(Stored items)
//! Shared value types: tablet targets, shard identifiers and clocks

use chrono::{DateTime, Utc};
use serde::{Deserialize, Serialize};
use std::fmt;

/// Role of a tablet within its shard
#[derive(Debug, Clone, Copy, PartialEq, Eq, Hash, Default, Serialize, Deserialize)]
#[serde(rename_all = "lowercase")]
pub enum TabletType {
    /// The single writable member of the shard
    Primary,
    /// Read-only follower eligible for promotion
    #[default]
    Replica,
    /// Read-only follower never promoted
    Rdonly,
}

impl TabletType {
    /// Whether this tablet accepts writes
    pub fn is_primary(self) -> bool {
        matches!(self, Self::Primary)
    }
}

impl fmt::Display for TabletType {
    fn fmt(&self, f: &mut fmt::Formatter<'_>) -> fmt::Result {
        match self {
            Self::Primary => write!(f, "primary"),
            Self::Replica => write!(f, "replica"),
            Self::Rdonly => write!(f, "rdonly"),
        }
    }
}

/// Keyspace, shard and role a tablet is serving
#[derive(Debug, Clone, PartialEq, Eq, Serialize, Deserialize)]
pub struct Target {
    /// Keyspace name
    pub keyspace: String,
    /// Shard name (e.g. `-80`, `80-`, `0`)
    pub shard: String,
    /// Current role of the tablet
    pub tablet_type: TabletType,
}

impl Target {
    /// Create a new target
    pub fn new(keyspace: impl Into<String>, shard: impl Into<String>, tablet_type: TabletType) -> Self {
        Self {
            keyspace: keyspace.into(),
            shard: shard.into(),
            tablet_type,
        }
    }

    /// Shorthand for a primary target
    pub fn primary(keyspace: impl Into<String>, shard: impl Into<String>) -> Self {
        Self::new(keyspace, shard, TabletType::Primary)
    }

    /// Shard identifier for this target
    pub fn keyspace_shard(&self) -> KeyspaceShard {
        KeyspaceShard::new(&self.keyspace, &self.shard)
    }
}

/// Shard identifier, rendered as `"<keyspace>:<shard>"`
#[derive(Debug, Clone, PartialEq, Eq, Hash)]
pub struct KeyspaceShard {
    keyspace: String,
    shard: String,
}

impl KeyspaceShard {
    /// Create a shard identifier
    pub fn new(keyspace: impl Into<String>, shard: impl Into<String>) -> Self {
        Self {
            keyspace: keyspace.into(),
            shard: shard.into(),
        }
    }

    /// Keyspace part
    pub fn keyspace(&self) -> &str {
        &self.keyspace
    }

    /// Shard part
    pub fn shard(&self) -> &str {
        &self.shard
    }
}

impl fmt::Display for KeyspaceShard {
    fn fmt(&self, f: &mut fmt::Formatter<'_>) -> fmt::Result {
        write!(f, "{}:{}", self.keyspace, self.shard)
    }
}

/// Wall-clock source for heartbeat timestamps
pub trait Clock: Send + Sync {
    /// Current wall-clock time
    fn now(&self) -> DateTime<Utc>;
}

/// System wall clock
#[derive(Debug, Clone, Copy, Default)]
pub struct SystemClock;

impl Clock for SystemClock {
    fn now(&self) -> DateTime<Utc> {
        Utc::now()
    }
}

* _What needs to be done_: Using the records above, count the lines containing "Replica". Give no words besides the number.

* _Answer space_: 2